Aber jetzt ist etwas anders. Er ist nicht derselbe selbstbewusste Sänger, der auf der Bühne stand. das ärgert mich Nach einigen langen Sekunden zieht Daniel zum letzten Mal und wirft den Zigarettenstummel auf den Boden, drückt ihn mit dem Fuß aus. Es fühlt sich also an, als würde es einem das Herz brechen, und gleichzeitig fühlt es sich an, als wäre schon viel vermasselt worden.
Ich freue mich wieder. In der Hoffnung, dass er nichts sagt. Für einen Moment glaube ich, dass ich es geschafft habe, davonzukommen. Er öffnet jedoch den Mund und fragt:
— Harte Nacht? Ich weiß nicht, wie ich antworten soll. Erwartest du etwas Tiefes? Als würde ich all meine Geheimnisse preisgeben, nachdem ich in einer schwach beleuchteten Gasse eine Zigarette geteilt habe? - Gehen wir dorthin. — In Ihrer Stimme liegt ein komischer Unterton. — Probleme mit dem Freund?
– Fast das. antworte ich vage. Es war automatisch. Ich sehe ihn wieder an und suche nach einer Reaktion. Als ich nichts bemerke, frage ich noch einmal: — Und du, schwere Nacht?
" Ist es so in deinem Gesicht?" - Ein halbes Lächeln bildet sich auf seinen Lippen. Wow, aus der Nähe ist er sogar noch süßer.
— Ich bin sicher, dass Ihr Problem heute keine Frau sein wird. — Mein Tonfall ist anzüglich. Ich bestrafe mich mental dafür. Fühlt es sich an, als würdest du mit ihm flirten? Nach dem Lächeln, das sich über seine Lippen ausbreitet, denke ich, dass die Antwort ja ist.
Er stößt sich von der Wand ab und kommt auf mich zu. Als er wieder spricht, ist seine Stimme heiser.
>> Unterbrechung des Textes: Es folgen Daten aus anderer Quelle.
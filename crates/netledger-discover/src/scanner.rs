//! Nmap process wrapper.
//!
//! Executes nmap as a child process via `tokio::process::Command` and hands
//! back its text output. Parsing lives in [`crate::scan_text`].

use std::time::{Duration, Instant};

use async_trait::async_trait;
use tokio::process::Command;
use tokio_util::sync::CancellationToken;
use uuid::Uuid;

use crate::config::ScanProfile;
use crate::error::{DiscoverError, Result};

/// Raw result of one scan invocation.
#[derive(Debug, Clone)]
pub struct ScanOutput {
    /// Unique ID for this scan run.
    pub scan_id: Uuid,
    /// The CIDR that was scanned.
    pub cidr: String,
    /// Everything the scanner printed, stdout then stderr.
    pub text: String,
    /// Wall-clock duration of the scan.
    pub duration: Duration,
}

/// Something that can scan a CIDR and return text output.
#[async_trait]
pub trait ScanRunner: Send + Sync {
    async fn scan(&self, cidr: &str, cancel: &CancellationToken) -> Result<ScanOutput>;
}

/// Wrapper around the nmap binary.
pub struct NmapScanner {
    nmap_path: String,
    profile: ScanProfile,
    timeout: Duration,
}

impl NmapScanner {
    pub fn new(nmap_path: &str, profile: ScanProfile, timeout: Duration) -> Self {
        Self {
            nmap_path: nmap_path.to_string(),
            profile,
            timeout,
        }
    }

    /// Verify nmap is installed and accessible.
    pub async fn verify_installation(&self) -> Result<String> {
        let output = Command::new(&self.nmap_path)
            .arg("--version")
            .output()
            .await
            .map_err(|_| DiscoverError::NmapNotFound {
                path: self.nmap_path.clone(),
            })?;

        Ok(String::from_utf8_lossy(&output.stdout).into_owned())
    }

    fn command(&self, cidr: &str) -> Command {
        let mut cmd = Command::new(&self.nmap_path);
        cmd.args(self.profile.nmap_flags())
            .arg(cidr)
            .kill_on_drop(true);
        cmd
    }
}

#[async_trait]
impl ScanRunner for NmapScanner {
    /// Run nmap against `cidr`. The child is killed when the timeout
    /// elapses or the token is cancelled.
    async fn scan(&self, cidr: &str, cancel: &CancellationToken) -> Result<ScanOutput> {
        let scan_id = Uuid::new_v4();
        let start = Instant::now();

        tracing::info!(
            scan_id = %scan_id,
            cidr = %cidr,
            profile = ?self.profile,
            "Starting nmap scan"
        );

        let run = tokio::time::timeout(self.timeout, self.command(cidr).output());
        let output = tokio::select! {
            _ = cancel.cancelled() => return Err(DiscoverError::Cancelled),
            res = run => match res {
                Err(_) => {
                    return Err(DiscoverError::ScanTimeout {
                        cidr: cidr.to_string(),
                        secs: self.timeout.as_secs(),
                    })
                }
                Ok(Err(e)) if e.kind() == std::io::ErrorKind::NotFound => {
                    return Err(DiscoverError::NmapNotFound {
                        path: self.nmap_path.clone(),
                    })
                }
                Ok(Err(e)) => return Err(DiscoverError::Io(e)),
                Ok(Ok(output)) => output,
            },
        };

        let duration = start.elapsed();
        let stdout = String::from_utf8_lossy(&output.stdout);
        let stderr = String::from_utf8_lossy(&output.stderr);

        if !output.status.success() {
            let detail = if stderr.trim().is_empty() { &stdout } else { &stderr };
            return Err(DiscoverError::NmapFailed {
                code: output.status.code().unwrap_or(-1),
                output: detail.trim().chars().take(500).collect(),
            });
        }

        let mut text = stdout.into_owned();
        if !stderr.trim().is_empty() {
            text.push('\n');
            text.push_str(&stderr);
        }

        tracing::info!(
            scan_id = %scan_id,
            cidr = %cidr,
            duration_ms = duration.as_millis(),
            "Nmap scan complete"
        );

        Ok(ScanOutput {
            scan_id,
            cidr: cidr.to_string(),
            text,
            duration,
        })
    }
}

#[cfg(test)]
mod tests {
    use super::*;

    #[test]
    fn test_command_args() {
        let scanner = NmapScanner::new("nmap", ScanProfile::Snmp, Duration::from_secs(60));
        let cmd = scanner.command("192.168.1.0/24");
        let args: Vec<_> = cmd
            .as_std()
            .get_args()
            .map(|a| a.to_string_lossy().into_owned())
            .collect();
        assert_eq!(args, vec!["-sn", "--script=snmp-brute", "192.168.1.0/24"]);
    }

    #[tokio::test]
    async fn test_missing_binary() {
        let scanner = NmapScanner::new(
            "/nonexistent/netledger-nmap",
            ScanProfile::Ping,
            Duration::from_secs(5),
        );
        let err = scanner
            .scan("10.0.0.0/30", &CancellationToken::new())
            .await
            .unwrap_err();
        assert!(matches!(err, DiscoverError::NmapNotFound { .. }));
    }

    #[tokio::test]
    async fn test_cancelled_before_start() {
        let scanner = NmapScanner::new(
            "/nonexistent/netledger-nmap",
            ScanProfile::Ping,
            Duration::from_secs(5),
        );
        let cancel = CancellationToken::new();
        cancel.cancel();
        let err = scanner.scan("10.0.0.0/30", &cancel).await.unwrap_err();
        // Either branch may win the select when both are immediately ready.
        assert!(matches!(
            err,
            DiscoverError::Cancelled | DiscoverError::NmapNotFound { .. }
        ));
    }
}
" Und warum denkst du so?" —
Mein Gott. Ich versuche mich daran zu erinnern, warum ich Typen wie Daniel hasse. Es gibt so viele. Aber sein Holzgeruch macht mich schwindelig. Ganz einfach, ich habe keine Antwort. Mein Mund ist trocken. Wir sind dreißig Zentimeter voneinander entfernt. Ich sehe, wie sein Blick über meinen Körper wandert und am Ausschnitt des Hemdes anhält. Mein Körper verrät mich und ich spüre Wärme zwischen meinen Beinen.
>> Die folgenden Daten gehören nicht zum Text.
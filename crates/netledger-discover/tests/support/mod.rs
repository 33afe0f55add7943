//! In-memory inventory and canned scanner shared by the integration tests.

#![allow(dead_code)]

use std::collections::HashMap;
use std::net::Ipv4Addr;
use std::sync::atomic::{AtomicU32, Ordering};
use std::sync::{Arc, RwLock};
use std::time::Duration;

use async_trait::async_trait;
use tokio_util::sync::CancellationToken;
use uuid::Uuid;

use netledger_core::{
    AddressPatch, InventoryAddress, InventoryClient, InventoryError, InventoryId, NewAddress,
    Subnet, SubnetTarget,
};
use netledger_discover::config::{DiscoverConfig, IncompleteHostPolicy};
use netledger_discover::scanner::{ScanOutput, ScanRunner};
use netledger_discover::{DiscoverError, Result};

/// Behaves like phpIPAM for the calls the engine makes.
#[derive(Default)]
pub struct MemoryInventory {
    pub subnets: RwLock<Vec<Subnet>>,
    pub addresses: RwLock<HashMap<Ipv4Addr, InventoryAddress>>,
    /// Every patch applied, in order.
    pub patches: RwLock<Vec<(InventoryId, AddressPatch)>>,
    /// IPs whose create/update calls fail with a rejection.
    pub reject_ips: RwLock<Vec<Ipv4Addr>>,
    pub fail_listing: RwLock<bool>,
    /// Number of address creates that are stored but answer with a timeout.
    pub lost_create_responses: AtomicU32,
    next_id: AtomicU32,
    pub list_calls: AtomicU32,
    pub subnet_creates: AtomicU32,
    pub address_creates: AtomicU32,
    pub address_updates: AtomicU32,
}

impl MemoryInventory {
    pub fn new() -> Self {
        Self {
            next_id: AtomicU32::new(100),
            ..Default::default()
        }
    }

    pub fn with_subnet(self, id: &str, cidr: &str, label: &str) -> Self {
        let target = SubnetTarget::parse_cidr(cidr, Some(label)).unwrap();
        self.subnets.write().unwrap().push(Subnet {
            id: InventoryId::new(id),
            network: target.network(),
            prefix_len: target.prefix_len(),
            label: label.to_string(),
        });
        self
    }

    pub fn reject(&self, ip: Ipv4Addr) {
        self.reject_ips.write().unwrap().push(ip);
    }

    pub fn address(&self, ip: Ipv4Addr) -> Option<InventoryAddress> {
        self.addresses.read().unwrap().get(&ip).cloned()
    }

    pub fn count(counter: &AtomicU32) -> u32 {
        counter.load(Ordering::SeqCst)
    }

    fn next_id(&self) -> InventoryId {
        InventoryId::new(self.next_id.fetch_add(1, Ordering::SeqCst).to_string())
    }

    fn check_rejected(&self, ip: Ipv4Addr) -> std::result::Result<(), InventoryError> {
        if self.reject_ips.read().unwrap().contains(&ip) {
            return Err(InventoryError::Rejected {
                status: 400,
                message: format!("IP address {ip} refused"),
            });
        }
        Ok(())
    }
}

#[async_trait]
impl InventoryClient for MemoryInventory {
    async fn list_subnets(&self) -> std::result::Result<Vec<Subnet>, InventoryError> {
        self.list_calls.fetch_add(1, Ordering::SeqCst);
        if *self.fail_listing.read().unwrap() {
            return Err(InventoryError::Rejected {
                status: 403,
                message: "Unauthorized".into(),
            });
        }
        Ok(self.subnets.read().unwrap().clone())
    }

    async fn create_subnet(
        &self,
        target: &SubnetTarget,
    ) -> std::result::Result<Subnet, InventoryError> {
        self.subnet_creates.fetch_add(1, Ordering::SeqCst);
        let mut subnets = self.subnets.write().unwrap();
        if subnets.iter().any(|s| s.matches(target)) {
            return Err(InventoryError::Conflict("Subnet already exists".into()));
        }
        let subnet = Subnet {
            id: self.next_id(),
            network: target.network(),
            prefix_len: target.prefix_len(),
            label: target.label().to_string(),
        };
        subnets.push(subnet.clone());
        Ok(subnet)
    }

    async fn find_address(
        &self,
        ip: Ipv4Addr,
    ) -> std::result::Result<Option<InventoryAddress>, InventoryError> {
        Ok(self.address(ip))
    }

    async fn create_address(
        &self,
        new: &NewAddress,
    ) -> std::result::Result<InventoryAddress, InventoryError> {
        self.address_creates.fetch_add(1, Ordering::SeqCst);
        self.check_rejected(new.ip)?;
        let mut addresses = self.addresses.write().unwrap();
        if addresses.contains_key(&new.ip) {
            return Err(InventoryError::Conflict("IP address already exists".into()));
        }
        let record = InventoryAddress {
            id: self.next_id(),
            ip: new.ip,
            subnet_id: new.subnet_id.clone(),
            description: new.description.clone(),
            last_seen: Some(new.last_seen),
            mac_address: new.mac_address.clone(),
            hostname: new.hostname.clone(),
            vendor: new.vendor.clone(),
        };
        addresses.insert(new.ip, record.clone());

        let lost = self
            .lost_create_responses
            .fetch_update(Ordering::SeqCst, Ordering::SeqCst, |n| n.checked_sub(1));
        if lost.is_ok() {
            return Err(InventoryError::Timeout("response lost".into()));
        }
        Ok(record)
    }

    async fn update_address(
        &self,
        id: &InventoryId,
        patch: &AddressPatch,
    ) -> std::result::Result<(), InventoryError> {
        self.address_updates.fetch_add(1, Ordering::SeqCst);
        let mut addresses = self.addresses.write().unwrap();
        let record = addresses
            .values_mut()
            .find(|a| &a.id == id)
            .ok_or_else(|| InventoryError::NotFound(format!("address {id}")))?;
        self.check_rejected(record.ip)?;

        record.last_seen = Some(patch.last_seen);
        if let Some(v) = &patch.description {
            record.description = Some(v.clone());
        }
        if let Some(v) = &patch.mac_address {
            record.mac_address = Some(v.clone());
        }
        if let Some(v) = &patch.hostname {
            record.hostname = Some(v.clone());
        }
        if let Some(v) = &patch.vendor {
            record.vendor = Some(v.clone());
        }
        self.patches.write().unwrap().push((id.clone(), patch.clone()));
        Ok(())
    }
}

/// Outcome of a canned scan.
#[derive(Clone)]
pub enum Canned {
    Text(String),
    ExitCode(i32),
}

/// Returns pre-recorded output per CIDR; unknown CIDRs scan as empty.
#[derive(Default)]
pub struct CannedScanner {
    pub outputs: RwLock<HashMap<String, Canned>>,
    pub scanned: RwLock<Vec<String>>,
    /// Cancel this token after the first scan completes.
    pub cancel_after_first: RwLock<Option<CancellationToken>>,
}

impl CannedScanner {
    pub fn with(self, cidr: &str, output: Canned) -> Self {
        self.outputs.write().unwrap().insert(cidr.to_string(), output);
        self
    }

    pub fn scanned(&self) -> Vec<String> {
        self.scanned.read().unwrap().clone()
    }
}

#[async_trait]
impl ScanRunner for CannedScanner {
    async fn scan(&self, cidr: &str, cancel: &CancellationToken) -> Result<ScanOutput> {
        if cancel.is_cancelled() {
            return Err(DiscoverError::Cancelled);
        }
        self.scanned.write().unwrap().push(cidr.to_string());
        let canned = self.outputs.read().unwrap().get(cidr).cloned();
        if let Some(token) = self.cancel_after_first.read().unwrap().as_ref() {
            token.cancel();
        }
        let text = match canned {
            Some(Canned::Text(text)) => text,
            Some(Canned::ExitCode(code)) => {
                return Err(DiscoverError::NmapFailed {
                    code,
                    output: "Failed to resolve target".into(),
                })
            }
            None => "Starting Nmap 7.94\nNmap done: 256 IP addresses (0 hosts up)\n".to_string(),
        };
        Ok(ScanOutput {
            scan_id: Uuid::new_v4(),
            cidr: cidr.to_string(),
            text,
            duration: Duration::from_millis(5),
        })
    }
}

/// Scanner that answers `cidr` with `text`.
pub fn canned(cidr: &str, text: &str) -> Arc<CannedScanner> {
    let output = Canned::Text(text.to_string());
    Arc::new(CannedScanner::default().with(cidr, output))
}

/// Config with a near-instant retry schedule.
pub fn fast_config(policy: IncompleteHostPolicy) -> DiscoverConfig {
    let mut config = DiscoverConfig::default();
    config.incomplete_hosts = policy;
    config.retry.max_attempts = 2;
    config.retry.initial_backoff_ms = 1;
    config.retry.max_backoff_ms = 2;
    config
}

pub fn target(cidr: &str, label: &str) -> SubnetTarget {
    SubnetTarget::parse_cidr(cidr, Some(label)).unwrap()
}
Ich erinnerte mich, warum ich Typen wie ihn hasse. Sie wollen nur eins: Sex. Sie kümmern sich nicht um dich oder deine Bedürfnisse. Sie wollen nur einen weiteren Namen in der langen Liste der Errungenschaften. Ich fühle mich schon einen Tag lang sehr dreckig vom Sex. Sein Problem ist, dass er ein völlig arroganter Idiot ist, der mich kaum kennt und mich schon anstarrt. Und es spielt keine Rolle, ob mein Körper auf den Blick der Begierde reagiert. In letzter Zeit hat mein Körper nicht die besten Entscheidungen getroffen. Immerhin habe ich deshalb gestern mit Timothy geschlafen.